• Instructions to follow
Report each line of the records below that uses the word "IntrospectionPolicy".
Given data below:
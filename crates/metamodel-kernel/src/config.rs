//! Metamodel configuration, loaded from TOML.
//!
//! ```toml
//! [programming-model]
//! excluded-markers = ["deprecated"]
//! introspection-policy = "annotation-required"
//!
//! [validation]
//! action-overloading = false
//! ```

use crate::error::ConfigError;
use crate::programming_model::{Marker, ProgrammingModelInitFilter};
use serde::{Deserialize, Serialize};
use std::collections::BTreeSet;
use std::path::Path;

/// Which public methods become actions.
#[derive(Debug, Clone, Copy, Default, PartialEq, Eq, Serialize, Deserialize)]
#[serde(rename_all = "kebab-case")]
pub enum IntrospectionPolicy {
    /// Every public, non-support method is an action.
    #[default]
    AnnotationOptional,
    /// Only methods annotated with `@Action` are actions.
    AnnotationRequired,
}

#[derive(Debug, Clone, Default, PartialEq, Eq, Serialize, Deserialize)]
#[serde(rename_all = "kebab-case", default)]
pub struct ProgrammingModelConfig {
    /// Factories, validators and post-processors carrying any of these markers are skipped.
    pub excluded_markers: BTreeSet<Marker>,
    pub introspection_policy: IntrospectionPolicy,
}

#[derive(Debug, Clone, PartialEq, Eq, Serialize, Deserialize)]
#[serde(rename_all = "kebab-case", default)]
pub struct ValidationConfig {
    pub action_overloading: bool,
    pub concrete_type_actions: bool,
    pub unique_logical_types: bool,
}

impl Default for ValidationConfig {
    fn default() -> Self {
        Self {
            action_overloading: true,
            concrete_type_actions: true,
            unique_logical_types: true,
        }
    }
}

#[derive(Debug, Clone, Default, PartialEq, Eq, Serialize, Deserialize)]
#[serde(rename_all = "kebab-case", default)]
pub struct MetamodelConfig {
    pub programming_model: ProgrammingModelConfig,
    pub validation: ValidationConfig,
}

impl MetamodelConfig {
    pub fn from_toml_str(text: &str) -> Result<Self, toml::de::Error> {
        toml::from_str(text)
    }

    pub fn load(path: impl AsRef<Path>) -> Result<Self, ConfigError> {
        let path = path.as_ref();
        let text = std::fs::read_to_string(path).map_err(|source| ConfigError::ReadFile {
            path: path.display().to_string(),
            source,
        })?;
        Self::from_toml_str(&text).map_err(|source| ConfigError::ParseToml {
            path: path.display().to_string(),
            source,
        })
    }

    pub fn init_filter(&self) -> ProgrammingModelInitFilter {
        ProgrammingModelInitFilter::excluding(
            self.programming_model.excluded_markers.iter().copied(),
        )
    }
}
End of Given data.
• Answer to this exercise
pub enum IntrospectionPolicy {
    pub introspection_policy: IntrospectionPolicy,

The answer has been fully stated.